Wenn der Wind des Wandels weht, bauen die Einen Schutzmauern, die Anderen bauen Windmühlen.

Chinesische Weisheit

Willkommen!

Liebe Schreibende

In unserer hektischen Welt, dominiert von High-Speed-Rechnern, Zeitmangel, Medien, Facebook und Leistungsdruck, versuchen wir uns hier eine kleine Insel der Besinnung zu erhalten. Sich einmal im Monat in Ruhe niederzusetzen, sich mit einem Thema eingehend zu beschäftigen und dann die passenden Worte zu finden, um seine Gedanken mit anderen zu teilen, erscheint mir dabei ein geeigneter Weg, aus dieser Alltagshektik auszubrechen.

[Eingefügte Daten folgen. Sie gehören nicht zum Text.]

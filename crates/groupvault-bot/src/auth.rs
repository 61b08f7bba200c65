//! Device-flow link orchestration.
//!
//! Ties the OAuth engine, the credential store and the session
//! coordinator together: `/link` begins a flow, `/verify` polls it to
//! a terminal outcome and persists the granted tokens.

use std::sync::Arc;
use std::time::Duration;

use tracing::info;

use groupvault_core::Identity;
use groupvault_providers::ProviderResult;
use groupvault_providers::google::{
    CredentialStore, DeviceFlow, DeviceFlowClient, GoogleConfig, PollOutcome, TokenInfo,
};

use crate::session::SessionCoordinator;

/// Terminal result of a `/verify` attempt.
#[derive(Debug, Clone, Copy, PartialEq, Eq)]
pub enum LinkOutcome {
    /// Tokens granted and persisted.
    Authorized,
    /// The user refused the grant; a fresh `/link` is required.
    Denied,
    /// The device code expired; a fresh `/link` is required.
    Expired,
    /// Still pending when the poll budget ran out; `/verify` may be
    /// retried against the same code.
    TimedOut,
    /// No flow in progress for this identity.
    NotStarted,
}

/// Authorization engine: begin/verify device flows per identity.
pub struct AuthEngine {
    oauth: DeviceFlowClient,
    credentials: CredentialStore,
    sessions: Arc<SessionCoordinator>,
    poll_timeout: Duration,
}

impl AuthEngine {
    pub fn new(config: GoogleConfig, sessions: Arc<SessionCoordinator>) -> Self {
        Self {
            oauth: DeviceFlowClient::new(config.clone()),
            credentials: CredentialStore::new(config.clone()),
            sessions,
            poll_timeout: config.poll_timeout,
        }
    }

    /// Starts a device flow for the identity.
    ///
    /// Any previous in-flight flow for the same identity is
    /// superseded. The returned flow carries the user code and
    /// verification URL to show the user.
    pub async fn begin_link(&self, identity: Identity) -> ProviderResult<DeviceFlow> {
        let flow = self.oauth.begin().await?;
        info!(%identity, user_code = %flow.user_code, "device flow started");
        self.sessions.insert(identity, flow.clone());
        Ok(flow)
    }

    /// Polls the identity's in-flight flow to an outcome.
    ///
    /// On success the token blob is persisted and the in-memory flow
    /// is cleared. Denied and expired flows are cleared too; a timeout
    /// keeps the flow so the user can `/verify` again without
    /// restarting.
    pub async fn verify(&self, identity: Identity) -> ProviderResult<LinkOutcome> {
        let Some(flow) = self.sessions.current(identity) else {
            return Ok(LinkOutcome::NotStarted);
        };

        match self.oauth.poll(&flow, self.poll_timeout).await? {
            PollOutcome::Authorized(tokens) => {
                self.credentials.save(identity, &tokens)?;
                self.sessions.remove(identity);
                info!(%identity, "authorization granted");
                Ok(LinkOutcome::Authorized)
            }
            PollOutcome::Denied => {
                self.sessions.remove(identity);
                Ok(LinkOutcome::Denied)
            }
            PollOutcome::Expired => {
                self.sessions.remove(identity);
                Ok(LinkOutcome::Expired)
            }
            PollOutcome::TimedOut => Ok(LinkOutcome::TimedOut),
        }
    }

    /// Returns true if a token blob exists for the identity.
    pub fn is_linked(&self, identity: Identity) -> bool {
        matches!(self.credentials.load(identity), Ok(Some(_)))
    }

    /// The credential store backing this engine.
    pub fn credentials(&self) -> &CredentialStore {
        &self.credentials
    }

    /// Persists a token blob directly (test seeding and migrations).
    pub fn save_tokens(&self, identity: Identity, tokens: &TokenInfo) -> ProviderResult<()> {
        self.credentials.save(identity, tokens)
    }
}

#[cfg(test)]
mod tests {
    use super::*;
    use groupvault_providers::google::OAuthCredentials;
    use wiremock::matchers::{body_string_contains, method, path};
    use wiremock::{Mock, MockServer, ResponseTemplate};

    async fn engine_for(server: &MockServer, dir: &std::path::Path) -> AuthEngine {
        let config = GoogleConfig::new(OAuthCredentials::new("id", "secret"))
            .with_base_url(&server.uri())
            .with_data_dir(dir)
            .with_poll_timeout(Duration::from_secs(5));
        AuthEngine::new(config, Arc::new(SessionCoordinator::new()))
    }

    fn device_code_response() -> ResponseTemplate {
        ResponseTemplate::new(200).set_body_json(serde_json::json!({
            "device_code": "dev-1",
            "user_code": "ABCD-EFGH",
            "verification_url": "https://www.google.com/device",
            "expires_in": 1800,
            "interval": 1
        }))
    }

    #[tokio::test]
    async fn verify_without_link_is_not_started() {
        let server = MockServer::start().await;
        let dir = tempfile::tempdir().unwrap();
        let engine = engine_for(&server, dir.path()).await;

        let outcome = engine.verify(Identity(1)).await.unwrap();
        assert_eq!(outcome, LinkOutcome::NotStarted);
    }

    #[tokio::test]
    async fn link_then_verify_persists_tokens() {
        let server = MockServer::start().await;
        Mock::given(method("POST"))
            .and(path("/device/code"))
            .respond_with(device_code_response())
            .mount(&server)
            .await;
        Mock::given(method("POST"))
            .and(path("/token"))
            .and(body_string_contains("device_code"))
            .respond_with(ResponseTemplate::new(200).set_body_json(serde_json::json!({
                "access_token": "at",
                "refresh_token": "rt",
                "expires_in": 3600,
                "scope": "https://www.googleapis.com/auth/drive"
            })))
            .mount(&server)
            .await;

        let dir = tempfile::tempdir().unwrap();
        let engine = engine_for(&server, dir.path()).await;
        let identity = Identity(7);

        let flow = engine.begin_link(identity).await.unwrap();
        assert_eq!(flow.user_code, "ABCD-EFGH");
        assert!(!engine.is_linked(identity));

        let outcome = engine.verify(identity).await.unwrap();
        assert_eq!(outcome, LinkOutcome::Authorized);
        assert!(engine.is_linked(identity));

        // Flow is cleared after a terminal outcome.
        let again = engine.verify(identity).await.unwrap();
        assert_eq!(again, LinkOutcome::NotStarted);
    }

    #[tokio::test]
    async fn denied_clears_flow_without_tokens() {
        let server = MockServer::start().await;
        Mock::given(method("POST"))
            .and(path("/device/code"))
            .respond_with(device_code_response())
            .mount(&server)
            .await;
        Mock::given(method("POST"))
            .and(path("/token"))
            .respond_with(ResponseTemplate::new(403).set_body_json(serde_json::json!({
                "error": "access_denied"
            })))
            .mount(&server)
            .await;

        let dir = tempfile::tempdir().unwrap();
        let engine = engine_for(&server, dir.path()).await;
        let identity = Identity(8);

        engine.begin_link(identity).await.unwrap();
        let outcome = engine.verify(identity).await.unwrap();
        assert_eq!(outcome, LinkOutcome::Denied);
        assert!(!engine.is_linked(identity));
        assert_eq!(
            engine.verify(identity).await.unwrap(),
            LinkOutcome::NotStarted
        );
    }
}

Sollten wir innerhalb eines Jahres genügend Beiträge beisammen haben, werde ich diese zusammentragen und in Buchform drucken lassen. So hat man dann Ende Jahr ein schönes Büchlein zur Hand - zur Erinnerung, oder als Geschenk zu Weihnachten, oder auch, um die Heimbibliothek mit einem eigenen Werk etwas auszubauen.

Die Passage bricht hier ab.